Comparative example 1
The comparative example is different from example 1 in that in the enzymolysis step, amylase, alkaline protease and aminopeptidase are added simultaneously, the addition amount of the enzymes is the same as that in example 1, the total enzymolysis time is the same as that in example 1, and the enzymolysis temperature and stirring speed are the same as those in example 1.
Comparative example 2
The difference between the comparative example and the example 1 is that in the step (1), the selenium-enriched wheat is crushed and sieved by a 80-mesh sieve, then purified water which is 3 times of the weight of the selenium-enriched wheat is added to obtain slurry, and the obtained slurry is used for the subsequent enzymolysis step. In the enzymolysis step, amylase accounting for 0.8 percent of the weight of the selenium-enriched wheat, alkaline protease accounting for 1.5 percent of the weight of the selenium-enriched wheat and aminopeptidase accounting for 0.8 percent of the weight of the selenium-enriched wheat are sequentially added into the slurry, the time interval between the addition of the two adjacent enzymes is 0.6h, the mixture is stirred for enzymolysis, and after the addition of the last enzyme is finished, the mixture is continuously stirred for enzymolysis for 3.5 h; the temperature of stirring and enzymolysis is kept at 57 ℃.
Examples of the experiments
1. Small peptide molecular weight distribution determination
(1) After solid-liquid separation in the examples and the comparative examples, the separated liquid before nanofiltration filtration is dried, and then the molecular weight distribution of the small peptide is measured, and the results are shown in the following table.
TABLE 1 molecular weight distribution of small peptides
The percentage of peptide molecules with a molecular weight of less than or equal to 1000 Dalton in the total peptide molecule content (wt%) The total content of dipeptide and tripeptide is the total peptide molecule content (wt%) The total content of single amino acid accounts for the total peptide molecule content (wt%)
Examples 1 92.4 56.4 7.2
Examples 2 93.5 55.8 6.3
Examples 3 91.8 57.0 7.5
Comparative example 1 77.9 15.4 22.0
Comparative example 2 90.0 42.8 10.0
(2) The molecular weight distribution of the small peptide is measured by taking the biological selenium active peptide finally prepared in the example and the comparative example respectively, and the measurement results are shown in the following table.

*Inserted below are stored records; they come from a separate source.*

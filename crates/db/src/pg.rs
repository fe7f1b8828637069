//! PostgreSQL implementation of the store traits.

use async_trait::async_trait;
use scenegate_core::approval::ApprovalThreshold;
use scenegate_core::grid::SceneLayout;
use scenegate_core::submission::SceneSubmission;
use scenegate_core::types::SubmissionId;
use sqlx::PgPool;
use uuid::Uuid;

use crate::models::scene_submission::into_submissions;
use crate::repositories::{
    ApprovalThresholdRepo, AutoApprovalCounterRepo, SceneLayoutRepo, SceneSubmissionRepo,
};
use crate::store::{
    classify, AutoApprovalCounter, LayoutOwner, LayoutStore, StoreError, SubmissionStore,
    ThresholdStore,
};

/// Store backed by a shared connection pool.
#[derive(Clone)]
pub struct PgStore {
    pool: PgPool,
}

impl PgStore {
    pub fn new(pool: PgPool) -> Self {
        Self { pool }
    }

    pub fn pool(&self) -> &PgPool {
        &self.pool
    }
}

fn cap_to_i32(max: u32) -> i32 {
    i32::try_from(max).unwrap_or(i32::MAX)
}

#[async_trait]
impl SubmissionStore for PgStore {
    async fn insert(&self, submission: &SceneSubmission) -> Result<(), StoreError> {
        SceneSubmissionRepo::create(&self.pool, submission)
            .await
            .map_err(|e| {
                classify(e, || match submission.previous_submission_id {
                    Some(prev) => format!("Submission {prev} has already been resubmitted"),
                    None => format!("Submission {} already exists", submission.id),
                })
            })
    }

    async fn find_by_id(&self, id: SubmissionId) -> Result<Option<SceneSubmission>, StoreError> {
        SceneSubmissionRepo::find_by_id(&self.pool, id)
            .await?
            .map(SceneSubmission::try_from)
            .transpose()
    }

    async fn find_by_ids(&self, ids: &[SubmissionId]) -> Result<Vec<SceneSubmission>, StoreError> {
        if ids.is_empty() {
            return Ok(Vec::new());
        }
        into_submissions(SceneSubmissionRepo::find_by_ids(&self.pool, ids).await?)
    }

    async fn find_latest_for_slot(
        &self,
        assignment_id: &str,
        user_id: &str,
        scene_number: i32,
    ) -> Result<Option<SceneSubmission>, StoreError> {
        SceneSubmissionRepo::find_latest_for_slot(&self.pool, assignment_id, user_id, scene_number)
            .await?
            .map(SceneSubmission::try_from)
            .transpose()
    }

    async fn list_for_assignment_user(
        &self,
        assignment_id: &str,
        user_id: &str,
    ) -> Result<Vec<SceneSubmission>, StoreError> {
        into_submissions(
            SceneSubmissionRepo::list_for_assignment_user(&self.pool, assignment_id, user_id).await?,
        )
    }

    async fn list_pending(&self, limit: i64) -> Result<Vec<SceneSubmission>, StoreError> {
        into_submissions(SceneSubmissionRepo::list_pending(&self.pool, limit).await?)
    }

    async fn is_superseded(&self, id: SubmissionId) -> Result<bool, StoreError> {
        Ok(SceneSubmissionRepo::is_superseded(&self.pool, id).await?)
    }

    async fn update(&self, submission: &SceneSubmission) -> Result<(), StoreError> {
        if SceneSubmissionRepo::update_head(&self.pool, submission).await? {
            return Ok(());
        }
        // Nothing updated: either the row is gone or it has a successor.
        match SceneSubmissionRepo::find_by_id(&self.pool, submission.id).await? {
            None => Err(StoreError::NotFound {
                entity: "SceneSubmission",
                id: submission.id.to_string(),
            }),
            Some(_) => Err(StoreError::Conflict(format!(
                "Submission {} has been superseded by a resubmission",
                submission.id
            ))),
        }
    }

    async fn delete_by_template(&self, template_id: &str) -> Result<u64, StoreError> {
        Ok(SceneSubmissionRepo::delete_by_template(&self.pool, template_id).await?)
    }

    async fn delete_by_user(&self, user_id: &str) -> Result<u64, StoreError> {
        Ok(SceneSubmissionRepo::delete_by_user(&self.pool, user_id).await?)
    }

    async fn ping(&self) -> Result<(), StoreError> {
        Ok(crate::health_check(&self.pool).await?)
    }
}

#[async_trait]
impl ThresholdStore for PgStore {
    async fn find(
        &self,
        template_id: &str,
        manager_id: Option<&str>,
    ) -> Result<Option<ApprovalThreshold>, StoreError> {
        ApprovalThresholdRepo::find(&self.pool, template_id, manager_id)
            .await?
            .map(ApprovalThreshold::try_from)
            .transpose()
    }

    async fn upsert(&self, threshold: &ApprovalThreshold) -> Result<ApprovalThreshold, StoreError> {
        let row = ApprovalThresholdRepo::upsert(&self.pool, threshold)
            .await
            .map_err(|e| {
                classify(e, || {
                    format!("Threshold id {:?} is already in use", threshold.id)
                })
            })?;
        ApprovalThreshold::try_from(row)
    }

    async fn delete(&self, id: Uuid) -> Result<bool, StoreError> {
        Ok(ApprovalThresholdRepo::delete(&self.pool, id).await?)
    }

    async fn list_for_manager(&self, manager_id: &str) -> Result<Vec<ApprovalThreshold>, StoreError> {
        ApprovalThresholdRepo::list_for_manager(&self.pool, manager_id)
            .await?
            .into_iter()
            .map(ApprovalThreshold::try_from)
            .collect()
    }
}

#[async_trait]
impl AutoApprovalCounter for PgStore {
    async fn used(&self, template_id: &str) -> Result<u32, StoreError> {
        let used = AutoApprovalCounterRepo::used(&self.pool, template_id).await?;
        Ok(u32::try_from(used).unwrap_or(0))
    }

    async fn try_acquire(&self, template_id: &str, max: u32) -> Result<bool, StoreError> {
        let claimed =
            AutoApprovalCounterRepo::try_increment(&self.pool, template_id, cap_to_i32(max)).await?;
        Ok(claimed.is_some())
    }

    async fn release(&self, template_id: &str) -> Result<(), StoreError> {
        Ok(AutoApprovalCounterRepo::decrement(&self.pool, template_id).await?)
    }

    async fn reset(&self, template_id: &str) -> Result<(), StoreError> {
        Ok(AutoApprovalCounterRepo::delete(&self.pool, template_id).await?)
    }
}

#[async_trait]
impl LayoutStore for PgStore {
    async fn put_layouts(
        &self,
        owner: LayoutOwner,
        owner_id: &str,
        scenes: &[SceneLayout],
    ) -> Result<(), StoreError> {
        SceneLayoutRepo::upsert(&self.pool, owner.as_str(), owner_id, scenes).await?;
        Ok(())
    }

    async fn get_layouts(
        &self,
        owner: LayoutOwner,
        owner_id: &str,
    ) -> Result<Option<Vec<SceneLayout>>, StoreError> {
        let row = SceneLayoutRepo::find(&self.pool, owner.as_str(), owner_id).await?;
        Ok(row.map(|r| r.scenes.0))
    }
}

TABLE 2 molecular weight distribution of small peptides
The peptide molecules with the molecular weight less than or equal to 1000 daltons account for the total content of the peptide molecules Percent (wt%) The total content of dipeptide and tripeptide is in total peptide molecules Content (wt%) The total content of single amino acids in total peptide molecules Content (wt%) Peptide molecule in biological selenium active peptide Content (wt%)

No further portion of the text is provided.